Wednesday, May 2, 2012

The Kids' Room...

Just a couple of thoughts I've had in regards to my kids' room.

1. "Omaha Beach"

I had to fight my way through there twice today. Once to find a matching pair of socks for my son, and again to match an outfit for my daughter. Both times I felt like the guy searching for his missing arm during the beach landing scene in Saving Private Ryan. I should be receiving hazard pay.



2. Post a sign at the entrance that reads "Abandon hope all ye who enter here"

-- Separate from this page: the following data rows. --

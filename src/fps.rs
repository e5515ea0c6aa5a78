//! Frames-per-second sampling driven by host timestamps.

use std::fmt;

/// Default sampling window, in the host's timestamp unit (milliseconds).
pub const DEFAULT_WINDOW_MS: f64 = 1000.0;

/// One published measurement.
#[derive(Debug, Clone, Copy, PartialEq)]
pub struct FpsSample {
    /// Frames per second over the window.
    pub fps: f64,
    /// Mean time per frame over the window, in milliseconds.
    pub frame_time_ms: f64,
}

impl fmt::Display for FpsSample {
    fn fmt(&self, f: &mut fmt::Formatter<'_>) -> fmt::Result {
        write!(
            f,
            "{:.2} last generation: {:.3}ms",
            self.fps, self.frame_time_ms
        )
    }
}

/// Counts ticks and publishes a sample once more than `window_ms` has
/// passed since the previous one.
///
/// The first window starts at timestamp 0, not at the first tick.
#[derive(Debug, Clone)]
pub struct FpsCounter {
    window_ms: f64,
    time_prev: f64,
    frames: u32,
    latest: Option<FpsSample>,
}

impl FpsCounter {
    /// Counter publishing at most once per `window_ms`.
    pub fn new(window_ms: f64) -> Self {
        Self {
            window_ms,
            time_prev: 0.0,
            frames: 0,
            latest: None,
        }
    }

    /// Record a tick at `now`. Returns the new sample when one is published.
    pub fn tick(&mut self, now: f64) -> Option<FpsSample> {
        let elapsed = now - self.time_prev;
        let mut published = None;

        if elapsed > self.window_ms {
            let frames = self.frames as f64;
            // an empty window reports its whole length as the frame time
            let sample = FpsSample {
                fps: frames * 1000.0 / elapsed,
                frame_time_ms: if self.frames > 0 { elapsed / frames } else { elapsed },
            };
            self.time_prev = now;
            self.frames = 0;
            self.latest = Some(sample);
            published = Some(sample);
        }
        self.frames += 1;

        published
    }

    /// Last published sample, if any.
    pub fn latest(&self) -> Option<FpsSample> {
        self.latest
    }

    /// Ticks counted in the current window.
    pub fn frames(&self) -> u32 {
        self.frames
    }
}

impl Default for FpsCounter {
    fn default() -> Self {
        Self::new(DEFAULT_WINDOW_MS)
    }
}

#[cfg(test)]
mod tests {
    use super::*;

    #[test]
    fn nothing_published_inside_the_window() {
        let mut counter = FpsCounter::default();
        for k in 1..=30 {
            assert_eq!(counter.tick(k as f64 * 33.0), None);
        }
        assert_eq!(counter.latest(), None);
        assert_eq!(counter.frames(), 30);
    }

    #[test]
    fn crossing_the_window_publishes_once() {
        let mut counter = FpsCounter::default();
        for k in 1..=30 {
            counter.tick(k as f64 * 33.0);
        }

        let sample = counter.tick(31.0 * 33.0).expect("1023ms is past the window");
        assert!((sample.fps - 30.0 * 1000.0 / 1023.0).abs() < 1e-9);
        assert!((sample.frame_time_ms - 1023.0 / 30.0).abs() < 1e-9);
        assert_eq!(counter.frames(), 1);

        assert_eq!(counter.tick(32.0 * 33.0), None);
        assert_eq!(counter.latest(), Some(sample));
    }

    #[test]
    fn exactly_at_the_window_is_not_enough() {
        let mut counter = FpsCounter::default();
        assert_eq!(counter.tick(1000.0), None);
        assert!(counter.tick(1000.5).is_some());
    }

    #[test]
    fn late_first_tick_publishes_an_empty_window() {
        let mut counter = FpsCounter::default();
        let sample = counter.tick(1500.0).expect("1500ms is past the window");

        // no ticks were counted yet: zero fps, and the whole gap as frame time
        assert_eq!(sample.fps, 0.0);
        assert_eq!(sample.frame_time_ms, 1500.0);
        assert!(sample.frame_time_ms.is_finite());
        assert_eq!(counter.frames(), 1);
    }

    #[test]
    fn display_matches_status_format() {
        let sample = FpsSample {
            fps: 59.876,
            frame_time_ms: 16.7012,
        };
        assert_eq!(sample.to_string(), "59.88 last generation: 16.701ms");
    }
}
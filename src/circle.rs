//! Circle primitive and the 2D ray-circle solver.

use glam::IVec2;

use crate::ray::Ray2;
use crate::vector::promote;

/// Circle in canvas pixels.
#[derive(Debug, Clone, Copy, PartialEq, Eq)]
pub struct Circle {
    /// Center in canvas pixels.
    pub center: IVec2,
    /// Radius in pixels.
    pub radius: i32,
}

/// Both roots of a ray-circle hit, in units of the ray's own direction length.
///
/// One root may be negative when the ray starts inside the circle. It is
/// reported anyway; callers decide whether to draw it.
#[derive(Debug, Clone, Copy, PartialEq)]
pub struct CircleHit {
    /// Root taken with `+sqrt(discriminant)`, the far side of the circle.
    pub t1: f64,
    /// Root taken with `-sqrt(discriminant)`, the near side of the circle.
    pub t2: f64,
}

impl Circle {
    /// Circle at `center` with `radius` pixels.
    pub fn new(center: IVec2, radius: i32) -> Self {
        Self { center, radius }
    }

    /// Solve |o + d t|^2 = r^2 with the circle moved to the origin.
    ///
    /// The direction is normalized for the quadratic and the roots are
    /// divided by its original length, so `ray.point_at(t)` lands on the
    /// circle. Returns `None` on a miss, on a backward hit (both roots
    /// negative) and on a zero-length direction.
    pub fn intersect(&self, ray: &Ray2) -> Option<CircleHit> {
        let local = promote(ray.origin) - promote(self.center);
        let direction = promote(ray.direction);

        let len = direction.length();
        if !(len > 0.0 && len.is_finite()) {
            return None;
        }
        let d = direction / len;
        let r = self.radius as f64;

        let a = d.dot(d);
        let b = 2.0 * d.dot(local);
        let c = local.dot(local) - r * r;

        let discriminant = b * b - 4.0 * a * c;
        if discriminant < 0.0 {
            return None;
        }
        let sqrtd = discriminant.sqrt();

        let t1 = (-b + sqrtd) / (2.0 * a);
        let t2 = (-b - sqrtd) / (2.0 * a);

        if t1 < 0.0 && t2 < 0.0 {
            return None;
        }

        Some(CircleHit {
            t1: t1 / len,
            t2: t2 / len,
        })
    }
}

impl Default for Circle {
    fn default() -> Self {
        Self::new(IVec2::ZERO, 10)
    }
}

In reference to Dante's Divine Comedy, the phrase is posted on a sign at the entrance to hell. I go into that room with the same level of expectation at locating an object or seeing it clean as do the republican party in placing their full confidence and support behind Mitt Romney.



3. Lockup: Extended Stay

Most kids would fall out if anything other than junk food is offered as a snack, so I was very pleased to see my children happily accept apples as a snack choice. Little did I know that these young minds had been plotting. Right underneath our noses was what I believed to be plannings of an underground "hooch empire". Like inmates in a correctional facility, they were making their own alcohol from fermented apples. Apples that I thought were being consumed as both a healthy snack and a doctor repellent. In addition to the homemade wine scene I see they were also curing meats to make jerky, as well as other grains, cereals, and dehydrated foods in a fiendish plan to corner the trail-mix market. The proper authorities have been notified.





4. The Fly-Over
I don't believe that there is any safe way to navigate that minefield, but somewhere, under that rubble, is a room, or the remnants of what was once considered to be a room. I'm surprised that there are no roving bands of mercenaries or a post-apocalyptic black ninja blindly traveling west across the wastelands with an extremely  hot, but sadly, gluteus maximus minimus- or, dare I say, gluteus minimus maximus- on a mission to deliver a religious text that for some reason was able to survive over 1,000 years prior to the fall of civilization, yet vanished almost yet completely while Oprah's magazine and KFC "wet naps" seem to have taken the necessary  precautions to avoid total annihilation. Instead of rubbing elbows with those that take up residence there I will just do a fly-over and have the unwashed masses relocated to a local sports arena ill suited to handle them.